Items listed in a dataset
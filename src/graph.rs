use std::collections::HashMap;

use egui::Pos2;
use slotmap::SlotMap;

use crate::registry::{ComponentId, Registry};

slotmap::new_key_type! {
    pub struct ConnectionId;
}

/// An undirected edge between two distinct components, drawn as a straight
/// line. `points` caches the endpoint positions so rendering never reaches
/// back into the registry; it is recomputed whenever an endpoint moves.
#[derive(serde::Deserialize, serde::Serialize, Copy, Debug, Clone, PartialEq)]
pub struct Connection {
    pub a: ComponentId,
    pub b: ComponentId,
    pub points: [Pos2; 2],
}

impl Connection {
    pub fn involves(&self, id: ComponentId) -> bool {
        self.a == id || self.b == id
    }

    pub fn other(&self, id: ComponentId) -> ComponentId {
        if self.a == id { self.b } else { self.a }
    }
}

#[derive(thiserror::Error, Debug, PartialEq, Eq)]
pub enum ConnectError {
    #[error("cannot connect component {0} to itself")]
    SameComponent(ComponentId),
    #[error("connection endpoint {0} does not exist")]
    MissingEndpoint(ComponentId),
}

/// Owns the set of connections and keeps their line geometry consistent with
/// the live positions of their endpoints. Connections are indexed by endpoint
/// id so moves and deletes only ever touch incident edges.
#[derive(Default, serde::Deserialize, serde::Serialize, Debug, Clone)]
pub struct ConnectionGraph {
    connections: SlotMap<ConnectionId, Connection>,
    incident: HashMap<ComponentId, Vec<ConnectionId>>,
}

impl ConnectionGraph {
    /// Create a connection between two existing, distinct components.
    /// Duplicate edges between the same pair are allowed; the user gets two
    /// overlapping lines, which is what the product currently wants.
    pub fn connect(
        &mut self,
        registry: &Registry,
        a: ComponentId,
        b: ComponentId,
    ) -> Result<ConnectionId, ConnectError> {
        if a == b {
            return Err(ConnectError::SameComponent(a));
        }
        let pa = registry.position(a).ok_or(ConnectError::MissingEndpoint(a))?;
        let pb = registry.position(b).ok_or(ConnectError::MissingEndpoint(b))?;

        let id = self.connections.insert(Connection {
            a,
            b,
            points: [pa, pb],
        });
        self.incident.entry(a).or_default().push(id);
        self.incident.entry(b).or_default().push(id);
        log::info!("connected [{a}] - [{b}]");
        Ok(id)
    }

    /// Refresh the cached geometry of every connection incident to `id`.
    /// Recomputing both endpoints is cheaper than tracking which side moved.
    pub fn component_moved(&mut self, registry: &Registry, id: ComponentId) {
        let Some(incident) = self.incident.get(&id) else {
            return;
        };
        for &cid in incident {
            let conn = &mut self.connections[cid];
            if let (Some(pa), Some(pb)) = (registry.position(conn.a), registry.position(conn.b)) {
                conn.points = [pa, pb];
            }
        }
    }

    /// Cascade: drop every connection incident to `id`. Called before the
    /// registry forgets the component so no connection ever outlives an
    /// endpoint, not even within a single command.
    pub fn component_destroyed(&mut self, id: ComponentId) {
        let Some(incident) = self.incident.remove(&id) else {
            return;
        };
        for cid in incident {
            let Some(conn) = self.connections.remove(cid) else {
                continue;
            };
            let other = conn.other(id);
            if let Some(list) = self.incident.get_mut(&other) {
                list.retain(|&c| c != cid);
                if list.is_empty() {
                    self.incident.remove(&other);
                }
            }
        }
        log::info!("removed connections of [{id}]");
    }

    pub fn get(&self, id: ConnectionId) -> Option<&Connection> {
        self.connections.get(id)
    }

    pub fn connections(&self) -> impl Iterator<Item = (ConnectionId, &Connection)> {
        self.connections.iter()
    }

    pub fn incident_to(&self, id: ComponentId) -> &[ConnectionId] {
        self.incident.get(&id).map(Vec::as_slice).unwrap_or(&[])
    }

    pub fn len(&self) -> usize {
        self.connections.len()
    }

    pub fn is_empty(&self) -> bool {
        self.connections.is_empty()
    }
}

TASK REQUIREMENTS :: Please return a copy of each line in the entries that has the string "else".

WRITTEN SOLUTION ::
        if self.a == id { self.b } else { self.a }
        let Some(incident) = self.incident.get(&id) else {
        let Some(incident) = self.incident.remove(&id) else {
            let Some(conn) = self.connections.remove(cid) else {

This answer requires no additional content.